The Wizard, previously known as Dick Costolo of Feed Burner, talks of hidden barriers to entry in his recent post, Strategic Advantage, Part II.
Hidden barriers to entry are particularly helpful to your company because potential competitors will severely underestimate the level of investment and resource commitment required to compete with you.
For any unfamiliar with the concept, a hidden barrier to entry is an imaginary force aimed at convincing lighter, hungrier teams with superior ideas not to swarm the tower. If it wasn’t clear just then, I hold a fair amount of skepticism of market barriers (hidden or otherwise) and their ability to ward of competitors. And I almost never view external forces as part of a strategic advantage. If I can overcome an external force, so can someone else. Or they can find a way around it.
I’m not saying market barriers don’t exist or that challenges don’t increase in size and frequency with scale. They do. The distance / difficulty of course between the category killer and chase crew is often far more significant than it appears. This is certainly a reality for Feed Burner.
But the word barrier is too strong a term. Single points of competition and clearly defined markets are rare. Competitors don’t even have to look like you. Where are the quantum hidden super secret barriers insulating Feed Burner in a case where WordPress and TypePad and Blogger decide to offer subscriber stats directly? Would a new blog need Feed Burner?

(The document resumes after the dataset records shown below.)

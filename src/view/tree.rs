use glam::Vec2;
use slotmap::SlotMap;
use smol_str::SmolStr;

use crate::error::{LayoutError, Result};
use crate::layout::{GridState, approx_eq_vec};
use crate::style::{ComputedStyle, LayoutState};

slotmap::new_key_type! {
    /// Handle to an element in a [`LayoutTree`].
    pub struct NodeId;
}

/// One element: its style input and the layout output the passes write.
#[derive(Debug, Clone, Default)]
pub struct LayoutNode {
    pub(crate) name: SmolStr,
    pub(crate) style: ComputedStyle,
    pub(crate) intrinsic: Option<Vec2>,
    pub(crate) parent: Option<NodeId>,
    pub(crate) children: Vec<NodeId>,
    pub(crate) layout: LayoutState,
    pub(crate) grid: GridState,
}

impl LayoutNode {
    pub fn name(&self) -> &str {
        &self.name
    }

    pub fn style(&self) -> &ComputedStyle {
        &self.style
    }

    pub fn intrinsic_size(&self) -> Option<Vec2> {
        self.intrinsic
    }

    pub fn parent(&self) -> Option<NodeId> {
        self.parent
    }

    pub fn children(&self) -> &[NodeId] {
        &self.children
    }

    pub fn layout(&self) -> &LayoutState {
        &self.layout
    }

    pub fn grid(&self) -> &GridState {
        &self.grid
    }
}

/// Arena of elements. Parents own their child order; every node has at most
/// one parent.
#[derive(Debug, Default)]
pub struct LayoutTree {
    nodes: SlotMap<NodeId, LayoutNode>,
    root: Option<NodeId>,
}

impl LayoutTree {
    pub fn new() -> Self {
        Self::default()
    }

    /// Adds a detached node. The first node inserted becomes the root.
    pub fn insert(&mut self, style: ComputedStyle) -> NodeId {
        self.insert_named("", style)
    }

    /// Adds a detached node with a name, used to key scroll snapshots.
    pub fn insert_named(&mut self, name: impl Into<SmolStr>, style: ComputedStyle) -> NodeId {
        let name = name.into();
        let style = sanitize_style(&name, style);
        let id = self.nodes.insert(LayoutNode {
            name,
            style,
            ..LayoutNode::default()
        });
        self.root.get_or_insert(id);
        id
    }

    pub fn root(&self) -> Option<NodeId> {
        self.root
    }

    pub fn set_root(&mut self, id: NodeId) -> Result<()> {
        self.node(id)?;
        self.root = Some(id);
        Ok(())
    }

    pub fn len(&self) -> usize {
        self.nodes.len()
    }

    pub fn is_empty(&self) -> bool {
        self.nodes.is_empty()
    }

    pub fn contains(&self, id: NodeId) -> bool {
        self.nodes.contains_key(id)
    }

    pub fn get(&self, id: NodeId) -> Option<&LayoutNode> {
        self.nodes.get(id)
    }

    pub(crate) fn get_mut(&mut self, id: NodeId) -> Option<&mut LayoutNode> {
        self.nodes.get_mut(id)
    }

    fn node(&self, id: NodeId) -> Result<&LayoutNode> {
        self.nodes.get(id).ok_or(LayoutError::UnknownNode(id))
    }

    fn node_mut(&mut self, id: NodeId) -> Result<&mut LayoutNode> {
        self.nodes.get_mut(id).ok_or(LayoutError::UnknownNode(id))
    }

    pub fn iter(&self) -> impl Iterator<Item = (NodeId, &LayoutNode)> {
        self.nodes.iter()
    }

    /// Appends `child` under `parent`. Adopting the current root moves the
    /// root up to the top of `parent`'s tree.
    pub fn append_child(&mut self, parent: NodeId, child: NodeId) -> Result<()> {
        self.node(parent)?;
        if self.node(child)?.parent.is_some() {
            return Err(LayoutError::AlreadyAttached { child });
        }
        self.check_cycle(parent, child)?;
        self.node_mut(child)?.parent = Some(parent);
        self.node_mut(parent)?.children.push(child);
        if self.root == Some(child) {
            self.root = Some(self.top_of(parent));
        }
        Ok(())
    }

    fn check_cycle(&self, parent: NodeId, child: NodeId) -> Result<()> {
        let mut current = Some(parent);
        while let Some(id) = current {
            if id == child {
                return Err(LayoutError::WouldCycle { parent, child });
            }
            current = self.nodes.get(id).and_then(|node| node.parent);
        }
        Ok(())
    }

    fn top_of(&self, id: NodeId) -> NodeId {
        let mut current = id;
        while let Some(parent) = self.parent(current) {
            current = parent;
        }
        current
    }

    /// Detaches `id` from its parent, keeping its subtree.
    pub fn detach(&mut self, id: NodeId) -> Result<()> {
        if let Some(parent) = self.node_mut(id)?.parent.take()
            && let Some(parent) = self.nodes.get_mut(parent)
        {
            parent.children.retain(|&child| child != id);
        }
        Ok(())
    }

    /// Removes `id` and its whole subtree.
    pub fn remove(&mut self, id: NodeId) -> Result<()> {
        self.detach(id)?;
        let mut pending = vec![id];
        while let Some(next) = pending.pop() {
            if let Some(node) = self.nodes.remove(next) {
                pending.extend(node.children);
            }
        }
        if self.root == Some(id) {
            self.root = None;
        }
        Ok(())
    }

    pub fn parent(&self, id: NodeId) -> Option<NodeId> {
        self.nodes.get(id).and_then(|node| node.parent)
    }

    /// Children in order; empty for unknown nodes.
    pub fn children(&self, id: NodeId) -> &[NodeId] {
        self.nodes.get(id).map(|node| node.children.as_slice()).unwrap_or(&[])
    }

    pub(crate) fn displayed_children(&self, id: NodeId) -> Vec<NodeId> {
        self.children(id)
            .iter()
            .copied()
            .filter(|&child| self.nodes.get(child).is_some_and(|node| node.style.is_displayed()))
            .collect()
    }

    pub(crate) fn hidden_children(&self, id: NodeId) -> Vec<NodeId> {
        self.children(id)
            .iter()
            .copied()
            .filter(|&child| self.nodes.get(child).is_some_and(|node| !node.style.is_displayed()))
            .collect()
    }

    /// Clears the layout output of a non-displayed subtree.
    pub(crate) fn hide_subtree(&mut self, id: NodeId) {
        let mut pending = vec![id];
        while let Some(next) = pending.pop() {
            if let Some(node) = self.nodes.get_mut(next) {
                node.layout.reset();
                node.grid = GridState::default();
                pending.extend(node.children.iter().copied());
            }
        }
    }

    pub fn style(&self, id: NodeId) -> Option<&ComputedStyle> {
        self.nodes.get(id).map(|node| &node.style)
    }

    /// Replaces the style. Non-finite or negative values are clamped to 0
    /// and logged.
    pub fn set_style(&mut self, id: NodeId, style: ComputedStyle) -> Result<()> {
        let node = self.node_mut(id)?;
        node.style = sanitize_style(&node.name, style);
        Ok(())
    }

    /// Replaces the style, rejecting non-finite values instead of clamping them.
    pub fn try_set_style(&mut self, id: NodeId, style: ComputedStyle) -> Result<()> {
        style.validate()?;
        self.node_mut(id)?.style = style.sanitized().0;
        Ok(())
    }

    /// Sets the measured content size of a leaf, such as shaped text extent.
    pub fn set_intrinsic_size(&mut self, id: NodeId, size: Option<Vec2>) -> Result<()> {
        if let Some(size) = size
            && !size.is_finite()
        {
            return Err(LayoutError::NonFinite {
                field: "intrinsic",
                value: if size.x.is_finite() { size.y } else { size.x },
            });
        }
        self.node_mut(id)?.intrinsic = size.map(|size| size.max(Vec2::ZERO));
        Ok(())
    }

    pub fn layout(&self, id: NodeId) -> Option<&LayoutState> {
        self.nodes.get(id).map(|node| &node.layout)
    }

    pub fn grid_state(&self, id: NodeId) -> Option<&GridState> {
        self.nodes.get(id).map(|node| &node.grid)
    }

    /// Scrolls along the axes whose overflow scrolls. Returns whether the
    /// offset moved. Scene positions are stale until the next ScenePos.
    pub fn scroll_by(&mut self, id: NodeId, delta: Vec2) -> Result<bool> {
        let node = self.node_mut(id)?;
        let mut delta = delta;
        if !node.style.overflow_x.scrolls() {
            delta.x = 0.0;
        }
        if !node.style.overflow_y.scrolls() {
            delta.y = 0.0;
        }
        let target = node.layout.scroll_offset + delta;
        Ok(apply_scroll(node, target))
    }

    /// Sets the scroll offset, clamped to the scrollable range.
    pub fn set_scroll_offset(&mut self, id: NodeId, offset: Vec2) -> Result<bool> {
        let node = self.node_mut(id)?;
        Ok(apply_scroll(node, offset))
    }

    /// Deepest visible node whose bbox contains `point`, front-most child first.
    pub fn hit_test(&self, point: Vec2) -> Option<NodeId> {
        fn find(tree: &LayoutTree, id: NodeId, point: Vec2) -> Option<NodeId> {
            let node = tree.nodes.get(id)?;
            let bbox = node.layout.bbox;
            if !node.style.is_displayed() || !node.layout.visible || !bbox.contains(point.x, point.y) {
                return None;
            }
            let clipped_out = node
                .layout
                .child_clip
                .is_some_and(|clip| !clip.contains(point.x, point.y));
            if !clipped_out {
                for &child in node.children.iter().rev() {
                    if let Some(hit) = find(tree, child, point) {
                        return Some(hit);
                    }
                }
            }
            Some(id)
        }

        find(self, self.root?, point)
    }
}

fn apply_scroll(node: &mut LayoutNode, target: Vec2) -> bool {
    let next = target.clamp(Vec2::ZERO, node.layout.max_scroll());
    let changed = !approx_eq_vec(next, node.layout.scroll_offset);
    node.layout.scroll_offset = next;
    changed
}

fn sanitize_style(name: &str, style: ComputedStyle) -> ComputedStyle {
    let (clean, changed) = style.sanitized();
    if !changed.is_empty() {
        tracing::warn!(node = name, fields = ?changed, "clamped invalid style values");
    }
    clean
}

Peter Cooper of FeedDigest redirects the point a bit in the comments. Peter writes that external forces don’t keep others out of a space, but internal forces definitely exist to keep them from competing.
…a lot of wanna-bes try to rig up free services that do a similar task, but they never scale!
In other words, there’s more to penetrating a market than crossing a wall or moat. Entrants jump in, find they can’t swim and just kind of flail about, not really going any where. The ability to scale and provide accountability is a competitive distinction.
Way back in the day, Steve Rubel chastised our work on Feed Rinse as an effort that failed to create a moat before charging a fee. Steve is right. (Oh Snap!) We didn’t work to create barriers to keep competitors from invading our tiny kingdom. But that wasn’t our aim. We were actually hoping to see other entrants to the space.
Peter Cooper left a comment on Steve’s post as well (this guy must be omnipotent omnipresent.) In addition to clueing in Rubel on the differentness of ZapTXT and Feed Rinse, Peter suggests that barriers to entry are often low, and moats don’t stop others from wading in. Nor does it matter. True strategic advantage – not external barriers to entry – will separate the players.
The services that we provide and the applications we develop are creative solutions. The technology behind them can be mimicked, and there are no market barriers to entry (obstacles maybe, but not barriers.) It’s the internal forces, rather than market conditions, that serve as strategic advantages over the competition and make ventures successful.
A point I do agree with The Wizard on is this: it makes a lot more sense pressing forward than it does creating barriers behind you.
4 Responses to “Hidden barriers to entry and other fairy tales”
Omnipresent. However.. most would just say I don’t get out enough ;-)
I guess my real opinion on all of this is that it’s never a good idea to pretend to be something you’re not, but also to be proud of what you are. There’s a small group of services in this area, FeedRinse included, that are clearly professional, well developed, and able to deal with a reasonably amount of scale.
Sadly, all of this is mostly invisible, and I think that results in an invisible barrier many developers don’t appreciate. The thing I pride most about Feed Digest is that it can happily serve hundreds of millions of requests each month each within a second within no significant blips. FeedBurner is about ten times or more than that.. and FeedRinse.. well you’d know the numbers on that :)
I must admit I’m surprised to see FeedRinse going all-free, but I’m guessing your agency is doing well enough otherwise that it’s a bonus side project. And.. I think things might all go that way in this field for regular users. They’re too used to free nowadays. It’s the businesses and enterprise customers who’ll pay.. and that’s another significant boundary.. having those contacts and the sales talent to hook the money clients, but that’s another story. :)
Omnipresent, yes.
I agree, “available” and “valuable” are two different things. And I think the Web 2.o push has encouraged a lot of immature entrants that don’t understand how to position themselves as a paid service. Until Feed Rinse, I didn’t think I liked subsidizing one venture with another, but other factors came into play.
You’re right about enterprise – higher expectations (accountability, revenue, etc.)
Nicely written Aaron.
I also think undue attention gets paid to “the space” very often. I don’t think there’s a definition yet and there shouldn’t be one for ’spaces’ that are still nacent. Very often, a focus on solving specific pain points instead of measuring up against some imaginary industry starndard and you’ll be fine.
Say hi if you are ever in the bay area.